Bleeping computer reported this was revealed in a joint TLP:WHITE flash alert published last week in coordination with the Cybersecurity and Infrastructure Security Agency.
“As of January 2022, the FBI has identified at least 52 entities across 10 critical infrastructure sectors affected by RagnarLocker ransomware, including entities in the critical manufacturing, energy, financial services, government, and information technology sectors,” the federal law enforcement agency said.
“RagnarLocker ransomware actors work as part of a ransomware family, frequently changing obfuscation techniques to avoid detection and prevention.” The flash alert focuses on providing Indicators of Compromise (IOCs) organizations can use to detect and block Ragnar Locker ransomware attacks.
IOCs associated with Ragnar Locker activity include info on attack infrastructure, cryptocurrency addresses used to collect ransom demands, and email addresses used by the gang’s operators. Although the FBI first became aware of Ragnar Locker in April 2020, Ragnar Locker ransomware payloads were first observed in attacks months before, during late December 2019.
Ragnar Locker operators terminate remote management software (e.g., ConnectWise, Kaseya) used by managed service providers (MSPs) to manage clients’ systems remotely on compromised enterprise endpoints. This allows the threat actors to evade detection and make sure remotely logged-in admins do not interfere with or block the ransomware deployment process.

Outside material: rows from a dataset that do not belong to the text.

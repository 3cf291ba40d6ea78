//! Client configuration with YAML support

use std::fmt;
use std::path::Path;
use std::time::Duration;

use serde::{Deserialize, Serialize};

/// KATA client configuration
///
/// Can be loaded from YAML or JSON, or constructed programmatically.
#[derive(Debug, Clone, Serialize, Deserialize)]
pub struct KataConfig {
    /// Base URL of the scanner (trailing slashes are ignored)
    pub base_url: String,

    /// Sensor identifier used in every request path
    pub sensor_id: String,

    /// Client identity and peer verification
    pub tls: TlsConfig,

    /// Timeout settings
    #[serde(default)]
    pub timeouts: TimeoutsConfig,

    /// Emit debug events through `tracing`
    #[serde(default)]
    pub debug: bool,
}

/// Mutual TLS material, PEM encoded
#[derive(Clone, Serialize, Deserialize)]
pub struct TlsConfig {
    /// Client certificate chain
    pub cert_pem: String,

    /// Client private key
    pub key_pem: String,

    /// Extra CA bundle to trust for the scanner certificate
    #[serde(default)]
    pub ca_pem: Option<String>,

    /// Verify the scanner certificate (default: true)
    #[serde(default = "default_reject_unauthorized")]
    pub reject_unauthorized: bool,
}

fn default_reject_unauthorized() -> bool {
    true
}

impl TlsConfig {
    /// Create TLS settings with peer verification enabled
    pub fn new(cert_pem: impl Into<String>, key_pem: impl Into<String>) -> Self {
        Self {
            cert_pem: cert_pem.into(),
            key_pem: key_pem.into(),
            ca_pem: None,
            reject_unauthorized: true,
        }
    }

    /// Load certificate, key and optional CA bundle from PEM files
    pub fn from_files(
        cert: impl AsRef<Path>,
        key: impl AsRef<Path>,
        ca: Option<&Path>,
    ) -> Result<Self, ConfigError> {
        let read = |path: &Path| {
            std::fs::read_to_string(path)
                .map_err(|e| ConfigError::IoError(format!("{}: {}", path.display(), e)))
        };

        Ok(Self {
            cert_pem: read(cert.as_ref())?,
            key_pem: read(key.as_ref())?,
            ca_pem: ca.map(read).transpose()?,
            reject_unauthorized: true,
        })
    }
}

impl fmt::Debug for TlsConfig {
    fn fmt(&self, f: &mut fmt::Formatter<'_>) -> fmt::Result {
        f.debug_struct("TlsConfig")
            .field("has_cert", &!self.cert_pem.is_empty())
            .field("has_key", &!self.key_pem.is_empty())
            .field("has_ca", &self.ca_pem.is_some())
            .field("reject_unauthorized", &self.reject_unauthorized)
            .finish()
    }
}

/// Timeout configuration
///
/// `request_ms` bounds a single HTTP call, `wait_ms` bounds the whole
/// wait-for-result loop. They are independent.
#[derive(Debug, Clone, Serialize, Deserialize)]
pub struct TimeoutsConfig {
    /// Per-request timeout in milliseconds (default: 30s)
    #[serde(default = "default_request_timeout")]
    pub request_ms: u64,

    /// Overall wait budget in milliseconds (default: 30s)
    #[serde(default = "default_wait_timeout")]
    pub wait_ms: u64,

    /// Poll interval while waiting in milliseconds (default: 60s)
    #[serde(default = "default_poll_interval")]
    pub poll_interval_ms: u64,

    /// Connect timeout in milliseconds (default: 10s)
    #[serde(default = "default_connect_timeout")]
    pub connect_ms: u64,
}

impl Default for TimeoutsConfig {
    fn default() -> Self {
        Self {
            request_ms: default_request_timeout(),
            wait_ms: default_wait_timeout(),
            poll_interval_ms: default_poll_interval(),
            connect_ms: default_connect_timeout(),
        }
    }
}

impl TimeoutsConfig {
    pub fn request(&self) -> Duration {
        Duration::from_millis(self.request_ms)
    }

    pub fn wait(&self) -> Duration {
        Duration::from_millis(self.wait_ms)
    }

    pub fn poll_interval(&self) -> Duration {
        Duration::from_millis(self.poll_interval_ms)
    }

    pub fn connect(&self) -> Duration {
        Duration::from_millis(self.connect_ms)
    }
}

fn default_request_timeout() -> u64 {
    30_000 // 30 seconds
}

fn default_wait_timeout() -> u64 {
    30_000 // 30 seconds
}

fn default_poll_interval() -> u64 {
    60_000 // 1 minute
}

fn default_connect_timeout() -> u64 {
    10_000 // 10 seconds
}

impl KataConfig {
    /// Load configuration from a YAML file
    pub fn from_yaml_file(path: impl AsRef<Path>) -> Result<Self, ConfigError> {
        let content = std::fs::read_to_string(path.as_ref())
            .map_err(|e| ConfigError::IoError(e.to_string()))?;
        Self::from_yaml(&content)
    }

    /// Parse configuration from YAML string
    pub fn from_yaml(yaml: &str) -> Result<Self, ConfigError> {
        serde_yaml::from_str(yaml).map_err(|e| ConfigError::ParseError(e.to_string()))
    }

    /// Parse configuration from JSON string
    pub fn from_json(json: &str) -> Result<Self, ConfigError> {
        serde_json::from_str(json).map_err(|e| ConfigError::ParseError(e.to_string()))
    }

    /// Serialize configuration to YAML
    pub fn to_yaml(&self) -> Result<String, ConfigError> {
        serde_yaml::to_string(self).map_err(|e| ConfigError::SerializeError(e.to_string()))
    }

    /// Create a builder for programmatic configuration
    pub fn builder(base_url: impl Into<String>, sensor_id: impl Into<String>) -> KataConfigBuilder {
        KataConfigBuilder::new(base_url, sensor_id)
    }

    /// Base URL with trailing slashes removed
    pub fn normalized_base_url(&self) -> &str {
        self.base_url.trim_end_matches('/')
    }
}

/// Builder for [`KataConfig`]
#[derive(Debug, Clone)]
pub struct KataConfigBuilder {
    config: KataConfig,
}

impl KataConfigBuilder {
    /// Create a new builder; the identity starts empty and must be set
    pub fn new(base_url: impl Into<String>, sensor_id: impl Into<String>) -> Self {
        Self {
            config: KataConfig {
                base_url: base_url.into(),
                sensor_id: sensor_id.into(),
                tls: TlsConfig::new(String::new(), String::new()),
                timeouts: TimeoutsConfig::default(),
                debug: false,
            },
        }
    }

    /// Set the client certificate and private key (PEM)
    pub fn identity(mut self, cert_pem: impl Into<String>, key_pem: impl Into<String>) -> Self {
        self.config.tls.cert_pem = cert_pem.into();
        self.config.tls.key_pem = key_pem.into();
        self
    }

    /// Replace all TLS settings
    pub fn tls(mut self, tls: TlsConfig) -> Self {
        self.config.tls = tls;
        self
    }

    /// Trust an extra CA bundle (PEM)
    pub fn ca(mut self, ca_pem: impl Into<String>) -> Self {
        self.config.tls.ca_pem = Some(ca_pem.into());
        self
    }

    /// Set whether the scanner certificate is verified
    pub fn reject_unauthorized(mut self, reject: bool) -> Self {
        self.config.tls.reject_unauthorized = reject;
        self
    }

    /// Set request timeout in milliseconds
    pub fn request_timeout_ms(mut self, ms: u64) -> Self {
        self.config.timeouts.request_ms = ms;
        self
    }

    /// Set the overall wait budget in milliseconds
    pub fn wait_timeout_ms(mut self, ms: u64) -> Self {
        self.config.timeouts.wait_ms = ms;
        self
    }

    /// Set the wait poll interval in milliseconds
    pub fn poll_interval_ms(mut self, ms: u64) -> Self {
        self.config.timeouts.poll_interval_ms = ms;
        self
    }

    /// Set connect timeout in milliseconds
    pub fn connect_timeout_ms(mut self, ms: u64) -> Self {
        self.config.timeouts.connect_ms = ms;
        self
    }

    /// Enable debug events
    pub fn debug(mut self, enabled: bool) -> Self {
        self.config.debug = enabled;
        self
    }

    /// Build the configuration
    pub fn build(self) -> KataConfig {
        self.config
    }
}

/// Configuration errors
#[derive(Debug, thiserror::Error)]
pub enum ConfigError {
    #[error("IO error: {0}")]
    IoError(String),

    #[error("Parse error: {0}")]
    ParseError(String),

    #[error("Serialize error: {0}")]
    SerializeError(String),
}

Request for info linked to Ragnar Locker attacks
The FBI asked admins and security professionals who detect Ragnar Locker activity to share any related information with their local FBI Cyber Squad. Useful info that would help identify the threat actors behind this ransomware gang includes copies of the ransom notes, ransom demands, malicious activity timelines, payload samples and more.
The FBI added that it doesn’t encourage paying Ragnar Locker ransoms since victims have no guarantee that paying will prevent leaks of stolen data or future attacks. Instead, ransom payments will further motivate the ransomware gang to target even more victims and incentivizes other cybercrime operations to join in and launch their own ransomware attacks.
However, the federal agency did recognize the damage inflicted to businesses by ransomware attacks, which may force executives to pay ransoms and protect shareholders, customers or employees. The FBI also shared mitigation measures to block such attacks and strongly urged victims to report such incidents to their local FBI field office.